Go through the entries below from the first line and transcribe each one exactly, ending with the line that contains "values are only".
- Opening Delimiter -
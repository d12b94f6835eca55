//! # airban
//!
//! Builds a prohibited travel items catalog from two heterogeneous
//! spreadsheet exports: an authority list of banned items with per-channel
//! allow/deny flags, and a search-term frequency list with English
//! translations and broad categories. The two sources are reconciled into a
//! single deduplicated, stably-identified catalog plus a ranked autocomplete
//! index, written as static JSON artifacts for the web application that
//! serves them.
//!
//! ## Pipeline
//!
//! 1. **Ingestion** - BOM-stripped, header-addressed CSV parsing
//! 2. **Normalization** - canonical join keys and slugs for Korean names
//! 3. **Classification** - ordered substring rules map authority labels to a
//!    fixed category taxonomy
//! 4. **Reconciliation** - exact-key join, first-occurrence dedup, Korean
//!    collation sort, dense ID assignment
//! 5. **Autocomplete** - peak-frequency suggestion index over all observed
//!    surface forms
//!
//! A separate repair pass ([`repair`]) re-shapes previously built catalog
//! files into the canonical field layout.
//!
//! ## Quick Start
//!
//! ```no_run
//! use airban::{build_from_paths, BuildOptions};
//!
//! fn main() -> airban::Result<()> {
//!     let artifacts = build_from_paths(
//!         "authority.csv",
//!         "terms.csv",
//!         &BuildOptions::default(),
//!     )?;
//!
//!     artifacts.catalog.save("data/items.kr.json")?;
//!     artifacts.autocomplete.save("data/autocomplete.kr.json")?;
//!     Ok(())
//! }
//! ```
//!
//! The whole pipeline is single-threaded, batch, and run-to-completion:
//! inputs are read fully into memory, outputs are whole-file overwrites, and
//! a rebuild recomputes everything from scratch. `item_id` values are only
//! stable within one build.

pub mod autocomplete;
pub mod category;
pub mod collate;
pub mod error;
pub mod ingest;
pub mod model;
pub mod normalize;
pub mod reconcile;
pub mod repair;

// Re-exports
pub use autocomplete::build_autocomplete;
pub use category::{assign_sub_categories, build_taxonomy, classify_primary, PrimaryCategory};
pub use error::{Error, Result};
pub use ingest::{read_authority_file, read_terms_file, AuthorityRow, TermRow};
pub use model::{
    AutocompleteEntry, AutocompleteIndex, Catalog, CatalogItem, CategoryGroup, ChannelRules,
    RuleFlag, Taxonomy,
};
pub use normalize::{normalize_key, slugify};
pub use reconcile::{reconcile, BuildOptions};
pub use repair::{repair_catalog, repair_file};

use std::path::Path;

/// The two artifacts produced by one catalog build.
#[derive(Debug, Clone)]
pub struct BuildArtifacts {
    /// The reconciled item catalog.
    pub catalog: Catalog,
    /// The ranked autocomplete index.
    pub autocomplete: AutocompleteIndex,
}

/// Runs the full pipeline over the two source files.
///
/// Reads both sources fully into memory, reconciles them into the catalog,
/// and derives the autocomplete index. Fails before producing anything if
/// either input is missing or unreadable; partial catalogs are never
/// emitted.
pub fn build_from_paths(
    authority_path: impl AsRef<Path>,
    terms_path: impl AsRef<Path>,
    options: &BuildOptions,
) -> Result<BuildArtifacts> {
    let authority = ingest::read_authority_file(authority_path)?;
    let terms = ingest::read_terms_file(terms_path)?;
    build_from_rows(&authority, &terms, options)
}

/// Runs reconciliation and index construction over already-parsed rows.
pub fn build_from_rows(
    authority: &[AuthorityRow],
    terms: &[TermRow],
    options: &BuildOptions,
) -> Result<BuildArtifacts> {
    let catalog = reconcile::reconcile(authority, terms, options)?;
    let autocomplete = autocomplete::build_autocomplete(terms, &catalog, options)?;
    Ok(BuildArtifacts {
        catalog,
        autocomplete,
    })
}

#[cfg(test)]
mod tests {
    use super::*;
    use std::fs;

    const AUTHORITY_CSV: &str = "\u{feff}GUBUN,CARRY_BAN,CABIN,TRUST,SEQ\n\
        액체/겔(gel)류 물질,라이터,○,×,1\n\
        둔기,망치,×,○,2\n\
        둔기,망치,○,○,3\n\
        생활용품류,가위,×,○,4\n\
        둔기,,×,○,5\n";

    const TERMS_CSV: &str = "번호,금지물품(한글),금지물품(영문),금지물품 대분류,검색건수\n\
        1,가위,scissors,생활용품류,50\n\
        2,라이터,,,3\n\
        3,면도날,razor blade,생활용품류,12\n";

    fn write_sources(dir: &Path) -> (std::path::PathBuf, std::path::PathBuf) {
        let authority = dir.join("authority.csv");
        let terms = dir.join("terms.csv");
        fs::write(&authority, AUTHORITY_CSV).unwrap();
        fs::write(&terms, TERMS_CSV).unwrap();
        (authority, terms)
    }

    #[test]
    fn test_end_to_end_build() {
        let dir = tempfile::tempdir().unwrap();
        let (authority, terms) = write_sources(dir.path());

        let artifacts =
            build_from_paths(&authority, &terms, &BuildOptions::default()).unwrap();

        // Duplicate 망치 collapsed, empty-name row skipped.
        let names: Vec<&str> = artifacts
            .catalog
            .items
            .iter()
            .map(|i| i.name_ko.as_str())
            .collect();
        assert_eq!(names, vec!["가위", "라이터", "망치"]);
        let ids: Vec<u32> = artifacts.catalog.items.iter().map(|i| i.item_id).collect();
        assert_eq!(ids, vec![1, 2, 3]);

        // Join enrichment: 가위 matched, 망치 did not.
        assert_eq!(
            artifacts.catalog.items[0].name_en.as_deref(),
            Some("scissors")
        );
        assert_eq!(artifacts.catalog.items[2].name_en, None);

        // 면도날 has no authority row: autocomplete only.
        assert!(!names.contains(&"면도날"));
        let freq = |t: &str| {
            artifacts
                .autocomplete
                .terms
                .iter()
                .find(|e| e.term == t)
                .map(|e| e.freq)
        };
        assert_eq!(freq("면도날"), Some(12));
        assert_eq!(freq("razor blade"), Some(2));
        assert_eq!(freq("가위"), Some(50));
        assert_eq!(freq("망치"), Some(1));
    }

    #[test]
    fn test_artifacts_write_as_served_json() {
        let dir = tempfile::tempdir().unwrap();
        let (authority, terms) = write_sources(dir.path());
        let artifacts =
            build_from_paths(&authority, &terms, &BuildOptions::default()).unwrap();

        let items_path = dir.path().join("items.kr.json");
        let ac_path = dir.path().join("autocomplete.kr.json");
        artifacts.catalog.save(&items_path).unwrap();
        artifacts.autocomplete.save(&ac_path).unwrap();

        let items_json = fs::read_to_string(&items_path).unwrap();
        assert!(items_json.ends_with('\n'));
        let reloaded = Catalog::load(&items_path).unwrap();
        assert_eq!(reloaded.items.len(), 3);

        let ac_json = fs::read_to_string(&ac_path).unwrap();
        let parsed: serde_json::Value = serde_json::from_str(&ac_json).unwrap();
        assert_eq!(parsed["country"], "KR");
        assert!(parsed["terms"].is_array());
    }

    #[test]
    fn test_missing_input_aborts_without_output() {
        let dir = tempfile::tempdir().unwrap();
        let terms = dir.path().join("terms.csv");
        fs::write(&terms, TERMS_CSV).unwrap();

        let result = build_from_paths(dir.path().join("absent.csv"), &terms, &BuildOptions::default());
        assert!(matches!(result, Err(Error::Io(_))));
    }

    #[test]
    fn test_taxonomy_from_built_catalog() {
        let dir = tempfile::tempdir().unwrap();
        let (authority, terms) = write_sources(dir.path());
        let mut catalog = build_from_paths(&authority, &terms, &BuildOptions::default())
            .unwrap()
            .catalog;

        assign_sub_categories(&mut catalog);
        let taxonomy = build_taxonomy(&catalog);

        let names: Vec<&str> = taxonomy
            .categories
            .iter()
            .map(|c| c.name.as_str())
            .collect();
        let mut sorted = names.clone();
        sorted.sort();
        assert_eq!(names, sorted);
        assert!(taxonomy
            .categories
            .iter()
            .all(|c| !c.sub_categories.is_empty()));
    }
}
- Closing Delimiter -
### [RESPONSE TO THE EXERCISE]
repository d12b94f6835eca55
//! # airban
//!
//! Builds a prohibited travel items catalog from two heterogeneous
//! spreadsheet exports: an authority list of banned items with per-channel
//! allow/deny flags, and a search-term frequency list with English
//! translations and broad categories. The two sources are reconciled into a
//! single deduplicated, stably-identified catalog plus a ranked autocomplete
//! index, written as static JSON artifacts for the web application that
//! serves them.
//!
//! ## Pipeline
//!
//! 1. **Ingestion** - BOM-stripped, header-addressed CSV parsing
//! 2. **Normalization** - canonical join keys and slugs for Korean names
//! 3. **Classification** - ordered substring rules map authority labels to a
//!    fixed category taxonomy
//! 4. **Reconciliation** - exact-key join, first-occurrence dedup, Korean
//!    collation sort, dense ID assignment
//! 5. **Autocomplete** - peak-frequency suggestion index over all observed
//!    surface forms
//!
//! A separate repair pass ([`repair`]) re-shapes previously built catalog
//! files into the canonical field layout.
//!
//! ## Quick Start
//!
//! ```no_run
//! use airban::{build_from_paths, BuildOptions};
//!
//! fn main() -> airban::Result<()> {
//!     let artifacts = build_from_paths(
//!         "authority.csv",
//!         "terms.csv",
//!         &BuildOptions::default(),
//!     )?;
//!
//!     artifacts.catalog.save("data/items.kr.json")?;
//!     artifacts.autocomplete.save("data/autocomplete.kr.json")?;
//!     Ok(())
//! }
//! ```
//!
//! The whole pipeline is single-threaded, batch, and run-to-completion:
//! inputs are read fully into memory, outputs are whole-file overwrites, and
//! a rebuild recomputes everything from scratch. `item_id` values are only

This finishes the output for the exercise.